La agarró por la cintura y la subió al borde de su escritorio de caoba. Vesper jadeó cuando los papeles se deslizaron al suelo, pero no se apartó. Enroscó las piernas alrededor de su cintura, atrayéndolo contra ella.
—Damon —susurró ella.
—Eres lo único en este mundo que tiene sentido —murmuró él contra su cuello. Sus manos eran posesivas, agarrándole las caderas, sujetándola con firmeza. Besó el punto sensible debajo de su oreja, sintiendo cómo su pulso se aceleraba contra sus labios. No fue un beso suave. Fue una reivindicación: una afirmación desesperada de la vida ante una amenaza.
Vesper enredó los dedos en su pelo, atrayéndolo hacia sí. La oficina aséptica se desvaneció. La amenaza de la auditoría se desvaneció. Solo existía el calor de su cuerpo, el aroma de su colonia —sándalo y lluvia— y el frenético latido de sus corazones.
Él la besó en la boca, con fuerza, devorando su suspiro. Por un instante, dejaron de ser el director general y su esposa.

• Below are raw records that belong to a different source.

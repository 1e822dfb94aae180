//! Live extraction of arriving archives.
//!
//! Received content lands as archives. [`LiveExtractor`] polls a destination
//! tree and, for each archive that is complete, tests it, extracts it next
//! to itself and deletes it, so the user only ever sees plain files.
//!
//! Nothing here is fatal: an archive that is still arriving, corrupt or
//! locked is left where it is and retried on the next pass.

use std::path::{Path, PathBuf};
use std::sync::Arc;
use std::time::Duration;

use tokio::task::JoinHandle;
use tokio_util::sync::CancellationToken;
use walkdir::WalkDir;

use crate::events::{CoreEvent, EventSink};
use crate::tools::{strip_archive_extension, Archiver};

/// Whether the transfer tool has finished writing `path`.
///
/// On Windows an open-for-append fails while another process still holds the
/// file; elsewhere there is no such signal and every file counts as ready.
#[cfg(windows)]
fn is_ready(path: &Path) -> bool {
    std::fs::OpenOptions::new().append(true).open(path).is_ok()
}

#[cfg(not(windows))]
fn is_ready(_path: &Path) -> bool {
    true
}

fn find_archives(root: &Path, archiver: &dyn Archiver) -> Vec<PathBuf> {
    let mut archives: Vec<PathBuf> = WalkDir::new(root)
        .into_iter()
        .filter_map(std::result::Result::ok)
        .filter(|entry| entry.file_type().is_file())
        .map(walkdir::DirEntry::into_path)
        .filter(|path| archiver.is_archive(path))
        .collect();
    archives.sort();
    archives
}

/// Run one extraction pass over `root`.
///
/// For every archive below `root`: optionally check readiness, test it,
/// extract it into its own directory, delete it and emit
/// [`CoreEvent::Extracted`]. Returns the number of archives extracted.
/// Blocks while the archiver runs.
pub fn extract_pass(root: &Path, archiver: &dyn Archiver, events: &EventSink, check_ready: bool) -> usize {
    let mut extracted = 0;

    for archive in find_archives(root, archiver) {
        if check_ready && !is_ready(&archive) {
            tracing::debug!("{} is still being written", archive.display());
            continue;
        }

        if let Err(e) = archiver.test(&archive) {
            if e.is_tool_missing() {
                events.error(format!("Cannot extract: {e}"));
                break;
            }
            tracing::debug!("{} not complete yet: {e}", archive.display());
            continue;
        }

        let dest = archive
            .parent()
            .map_or_else(|| root.to_path_buf(), Path::to_path_buf);

        if let Err(e) = archiver.extract(&archive, &dest) {
            events.warn(format!("Failed to extract {}: {e}", archive.display()));
            continue;
        }

        if let Err(e) = std::fs::remove_file(&archive) {
            events.warn(format!("Extracted {} but could not delete it: {e}", archive.display()));
            continue;
        }

        let file_name = archive
            .file_name()
            .map(|n| n.to_string_lossy().into_owned())
            .unwrap_or_default();
        let name = strip_archive_extension(&file_name, archiver.extension()).to_string();

        events.info(format!("Extracted & ready: {name}"));
        events.emit(CoreEvent::Extracted { name, path: dest });
        extracted += 1;
    }

    extracted
}

/// [`extract_pass`] on the blocking thread pool.
pub(crate) async fn extract_pass_blocking(
    root: PathBuf,
    archiver: Arc<dyn Archiver>,
    events: EventSink,
    check_ready: bool,
) -> usize {
    tokio::task::spawn_blocking(move || extract_pass(&root, archiver.as_ref(), &events, check_ready))
        .await
        .unwrap_or_else(|e| {
            tracing::error!("Extraction pass panicked: {e}");
            0
        })
}

/// Polls a destination tree and unpacks archives as they complete.
#[derive(Debug, Clone)]
pub struct LiveExtractor {
    root: PathBuf,
    archiver: Arc<dyn Archiver>,
    poll_interval: Duration,
}

impl LiveExtractor {
    /// Create an extractor for `root` with the default poll interval.
    #[must_use]
    pub fn new(root: impl Into<PathBuf>, archiver: Arc<dyn Archiver>) -> Self {
        Self {
            root: root.into(),
            archiver,
            poll_interval: Duration::from_millis(crate::DEFAULT_EXTRACT_POLL_MS),
        }
    }

    /// Set the interval between passes.
    #[must_use]
    pub fn with_interval(mut self, poll_interval: Duration) -> Self {
        self.poll_interval = poll_interval;
        self
    }

    /// Destination tree being polled.
    #[must_use]
    pub fn root(&self) -> &Path {
        &self.root
    }

    /// Start polling on a new task.
    ///
    /// After a stop is requested the task runs one final pass, so archives
    /// that arrived just before shutdown are still unpacked.
    pub fn start(self, events: EventSink) -> ExtractorHandle {
        let stop = CancellationToken::new();
        let token = stop.clone();

        let task = tokio::spawn(async move {
            tracing::debug!("Live extractor watching {}", self.root.display());

            loop {
                self.pass(&events).await;

                tokio::select! {
                    () = token.cancelled() => break,
                    () = tokio::time::sleep(self.poll_interval) => {}
                }
            }

            self.pass(&events).await;
            tracing::debug!("Live extractor for {} stopped", self.root.display());
        });

        ExtractorHandle { stop, task }
    }

    async fn pass(&self, events: &EventSink) -> usize {
        extract_pass_blocking(
            self.root.clone(),
            Arc::clone(&self.archiver),
            events.clone(),
            true,
        )
        .await
    }
}

/// Handle to a running [`LiveExtractor`].
#[derive(Debug)]
pub struct ExtractorHandle {
    stop: CancellationToken,
    task: JoinHandle<()>,
}

impl ExtractorHandle {
    /// Ask the extractor to finish after one final pass.
    pub fn stop(&self) {
        self.stop.cancel();
    }

    /// Whether the extractor task has exited.
    #[must_use]
    pub fn is_finished(&self) -> bool {
        self.task.is_finished()
    }

    /// Stop and wait for the final pass to complete.
    pub async fn shutdown(self) {
        self.stop();
        if let Err(e) = self.task.await {
            tracing::error!("Live extractor task failed: {e}");
        }
    }
}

Eran dos supervivientes aferrándose el uno al otro en el ojo de un huracán.
Un golpe seco en la puerta rompió el momento.
Damon se quedó paralizado. Apoyó la frente contra la de ella, con la respiración entrecortada. El pecho de Vesper se agitaba contra el suyo.
—¿Señor? —Era Spencer, con la voz amortiguada por la pesada madera—. El equipo jurídico está reunido en la sala de conferencias.
Damon cerró los ojos un segundo y luego los abrió. La tormenta había vuelto, pero ahora estaba controlada. Centrada.
—Dame un minuto —gritó Damon. Su voz era firme.
Dio un paso atrás y se alisó la corbata. Miró a Vesper. Tenía los labios hinchados y las mejillas sonrojadas. Estaba preciosa. Parecía suya.
«Tengo que irme», dijo, con un tono cargado de pesar.
«Ve», dijo Vesper, saltando del escritorio. Empezó a recoger los papeles que se habían caído. «Haz lo que mejor sabes hacer».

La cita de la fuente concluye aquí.